Kf2 refusing to exchange spoils that one.

Premium Chessgames Member
  Gilmoy: <Jimfromprovidence: ... Black loses the queen ...> <YouRang: ... pinning and winning the Q?>

"If you see a combo that pays R+B+P to win Q, sit on hands and look for better!"

"It is sometimes better to not <also> sacrifice the B" -- Tarrasch

Oct-27-16  steinitzfan: So it looks like White has a free move on 34 but can do nothing with it. The only move that gives a flight square to the queen is 34Ke2 but that loses to 34...Bxg2; 35 Q takes; and Black skewers. To see this from a couple of moves back is quite impressive. Maybe one of the other lines is easier to calculate.
Premium Chessgames Member
  YouRang: <Gilmoy: <Jimfromprovidence: ... Black loses the queen ...> <YouRang: ... pinning and winning the Q?> "If you see a combo that pays R+B+P to win Q, sit on hands and look for better!"
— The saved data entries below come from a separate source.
// SPDX-FileCopyrightText: 2026 Credvault Contributors
// SPDX-License-Identifier: MIT OR Apache-2.0

//! Master password rotation.
//!
//! Rotation re-encrypts every record under a key derived from the new
//! password and a fresh salt. The complete new vault is staged in memory and
//! committed with a single `put_atomic`, so durable state is either entirely
//! old or entirely new.

use chrono::{DateTime, Utc};
use credvault_core::VaultError;
use secrecy::{ExposeSecret, SecretString};
use serde::Serialize;
use tracing::{info, warn};
use zeroize::Zeroizing;

use crate::context::MasterKeyContext;
use crate::kdf;
use crate::lockout::LockoutState;
use crate::model::{RecordSet, VaultMetadata};
use crate::store::{VaultStore, vault_batch};
use crate::strength;

/// Outcome of a successful rotation.
#[derive(Debug, Clone, Copy, PartialEq, Eq, Serialize)]
pub struct RotationReport {
    pub rotation_count: u32,
    pub records_rotated: usize,
}

/// A decrypted record awaiting re-encryption.
struct Plaintext {
    service_id: String,
    record_version: u32,
    value: Zeroizing<Vec<u8>>,
}

/// Fully re-encrypted vault, not yet visible to readers.
#[derive(Debug)]
pub(crate) struct StagedVault {
    pub(crate) meta: VaultMetadata,
    pub(crate) records: RecordSet,
}

impl StagedVault {
    fn build(
        new_ctx: &MasterKeyContext,
        current: &VaultMetadata,
        plaintexts: &[Plaintext],
        now: DateTime<Utc>,
    ) -> Result<Self, VaultError> {
        let mut records = RecordSet::empty();
        for p in plaintexts {
            let record = new_ctx.seal_record(&p.service_id, &p.value, p.record_version)?;
            records.records.insert(p.service_id.clone(), record);
        }

        let meta = VaultMetadata {
            kdf_salt: new_ctx.salt().to_vec(),
            kdf_params: *new_ctx.params(),
            canary: new_ctx.seal_canary()?,
            rotation_count: current.rotation_count.saturating_add(1),
            last_rotation_at: now,
            last_access_at: now,
            failed_attempt_count: 0,
            locked_until: None,
            ..current.clone()
        };

        Ok(Self { meta, records })
    }
}

/// Map a decryption failure under the old key to a password rejection.
fn reject_old_password(e: VaultError) -> VaultError {
    match e {
        VaultError::Decryption(_) => VaultError::InvalidPassword,
        other => other,
    }
}

impl VaultStore {
    /// Re-encrypt the whole vault under `new_password`.
    ///
    /// Nothing is written unless `old_password` opens the canary and every
    /// record and `new_password` meets the strength policy. A failed commit
    /// leaves the previous vault and the current session in place.
    pub async fn rotate(
        &self,
        old_password: &SecretString,
        new_password: &SecretString,
    ) -> Result<RotationReport, VaultError> {
        let mut session = self.session.lock().await;

        let meta = self.require_meta().await?;
        let now = self.clock.now();
        if let LockoutState::Locked { until } = self.settings.lockout.state(&meta, now) {
            warn!(%until, "rotation refused while locked out");
            return Err(VaultError::Locked { until });
        }
        let records = self.load_records().await?;

        let old_ctx =
            MasterKeyContext::derive(old_password, meta.salt_array()?, meta.kdf_params).await?;
        old_ctx.verify_canary(&meta).map_err(reject_old_password)?;

        let mut plaintexts = Vec::with_capacity(records.len());
        for record in records.records.values() {
            let value = old_ctx.open_record(record).map_err(reject_old_password)?;
            plaintexts.push(Plaintext {
                service_id: record.service_id.clone(),
                record_version: record.record_version,
                value,
            });
        }
        drop(old_ctx);

        strength::check(
            new_password.expose_secret(),
            self.settings.min_password_score,
        )?;

        let new_ctx =
            MasterKeyContext::derive(new_password, kdf::generate_salt()?, self.settings.kdf)
                .await?;
        let staged = StagedVault::build(&new_ctx, &meta, &plaintexts, now)?;
        drop(plaintexts);

        self.blobs
            .put_atomic(vault_batch(&staged.meta, &staged.records)?)
            .await?;
        *session = Some(new_ctx);

        let report = RotationReport {
            rotation_count: staged.meta.rotation_count,
            records_rotated: staged.records.len(),
        };
        info!(
            rotation_count = report.rotation_count,
            records_rotated = report.records_rotated,
            "master password rotated"
        );
        Ok(report)
    }
}

#[cfg(test)]
mod tests {
    use std::sync::Arc;

    use credvault_core::ManualClock;
    use credvault_storage::MemoryBlobStore;

    use super::*;
    use crate::kdf::{KdfAlgorithm, KdfParams};
    use crate::settings::VaultSettings;

    const OLD: &str = "Tr0ub4dor&3xyz!";
    const NEW: &str = "N3wP@ssphrase#99";

    fn secret(s: &str) -> SecretString {
        SecretString::from(s.to_string())
    }

    fn low_cost() -> KdfParams {
        KdfParams {
            algorithm: KdfAlgorithm::Argon2id,
            memory_cost: 32768,
            iterations: 2,
            parallelism: 1,
        }
    }

    async fn populated() -> (VaultStore, Arc<MemoryBlobStore>) {
        let blobs = Arc::new(MemoryBlobStore::new());
        let settings = VaultSettings {
            kdf: low_cost(),
            ..VaultSettings::default()
        };
        let store =
            VaultStore::with_clock(blobs.clone(), settings, Arc::new(ManualClock::default()));
        store.initialize(&secret(OLD)).await.unwrap();
        store
            .store_secret("image-search", &secret("abc123"))
            .await
            .unwrap();
        store
            .store_secret("ai-generation", &secret("sk-0123456789abcdefghij"))
            .await
            .unwrap();
        (store, blobs)
    }

    #[tokio::test]
    async fn rotation_reencrypts_every_record() {
        let (store, blobs) = populated().await;
        let before = blobs.snapshot().await;

        let report = store.rotate(&secret(OLD), &secret(NEW)).await.unwrap();
        assert_eq!(
            report,
            RotationReport {
                rotation_count: 1,
                records_rotated: 2
            }
        );
        assert!(store.is_unlocked().await);
        assert_eq!(
            store.get_secret("image-search").await.unwrap().expose_secret(),
            "abc123"
        );

        let after = blobs.snapshot().await;
        let old_set = RecordSet::decode(&before[crate::model::RECORDS_KEY]).unwrap();
        let new_set = RecordSet::decode(&after[crate::model::RECORDS_KEY]).unwrap();
        for (id, old_record) in &old_set.records {
            let new_record = &new_set.records[id];
            assert_ne!(old_record.ciphertext, new_record.ciphertext);
            assert_ne!(old_record.nonce, new_record.nonce);
            assert_eq!(old_record.record_version, new_record.record_version);
        }

        store.lock().await;
        assert!(matches!(
            store.unlock(&secret(OLD)).await,
            Err(VaultError::InvalidPassword)
        ));
        store.unlock(&secret(NEW)).await.unwrap();
        assert_eq!(
            store
                .get_secret("ai-generation")
                .await
                .unwrap()
                .expose_secret(),
            "sk-0123456789abcdefghij"
        );
    }

    #[tokio::test]
    async fn wrong_old_password_writes_nothing() {
        let (store, blobs) = populated().await;
        let before = blobs.snapshot().await;

        let err = store
            .rotate(&secret("Wr0ng&Password!"), &secret(NEW))
            .await
            .unwrap_err();
        assert!(matches!(err, VaultError::InvalidPassword));
        assert_eq!(blobs.snapshot().await, before);
        assert_eq!(
            store.security_metrics().await.unwrap().failed_attempt_count,
            0
        );
    }

    #[tokio::test]
    async fn weak_new_password_writes_nothing() {
        let (store, blobs) = populated().await;
        let before = blobs.snapshot().await;

        let err = store
            .rotate(&secret(OLD), &secret("qwerty12"))
            .await
            .unwrap_err();
        assert!(matches!(err, VaultError::WeakPassword { .. }));
        assert_eq!(blobs.snapshot().await, before);
    }

    #[tokio::test]
    async fn rotation_upgrades_kdf_params() {
        let (store, blobs) = populated().await;
        let mut upgraded = low_cost();
        upgraded.iterations = 3;
        let store = VaultStore::with_clock(
            blobs.clone(),
            VaultSettings {
                kdf: upgraded,
                ..*store.settings()
            },
            Arc::new(ManualClock::default()),
        );

        store.rotate(&secret(OLD), &secret(NEW)).await.unwrap();
        let meta = store.load_meta().await.unwrap().unwrap();
        assert_eq!(meta.kdf_params, upgraded);
        assert_eq!(meta.rotation_count, 1);
    }

    #[tokio::test]
    async fn rotation_resets_rotation_age() {
        let (store, _) = populated().await;
        let created = store.security_metrics().await.unwrap().created_at;
        store.rotate(&secret(OLD), &secret(NEW)).await.unwrap();

        let metrics = store.security_metrics().await.unwrap();
        assert_eq!(metrics.created_at, created);
        assert_eq!(metrics.rotation_count, 1);
        assert_eq!(metrics.days_since_rotation, 0);
    }
}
"It is sometimes better to not <also> sacrifice the B" -- Tarrasch>

I think you're overlooking the fact that in the aftermath of black's 31...Bxd5 combination, whichever way it goes, white is doomed.

Premium Chessgames Member
  Gilmoy: But you're assuming White's Q must run away. What if White calmly trades you Q for R+B?

31..Bxd5 32.Bxd5 Rh3 33.Qxh3! <I'll take that deal> Rxh3 34.Bg2:

click for larger view

Black is up Q+P for R+B = ~2 pawns. Black's h-attack has evaporated, and e3 isn't worth losing b7, so 34..Rh7 and grind out the endgame. It might take another hour to win that.

That's far less sharp than the text, which scores better in material (QB+P for RR = ~3 pawns) and position (long diagonal denies g2), plus White must lose more material (e.g. after Qh2+) because his back rank is tangled up. That means Black is inevitably up ~8 pawns, with mate threats. Computers surely score it +6 or better, well worth resigning instantly.

See my humble Game Collection: The Right of Refusal Trade for a tiny sampling of this theme. Not every threat forces a retreat.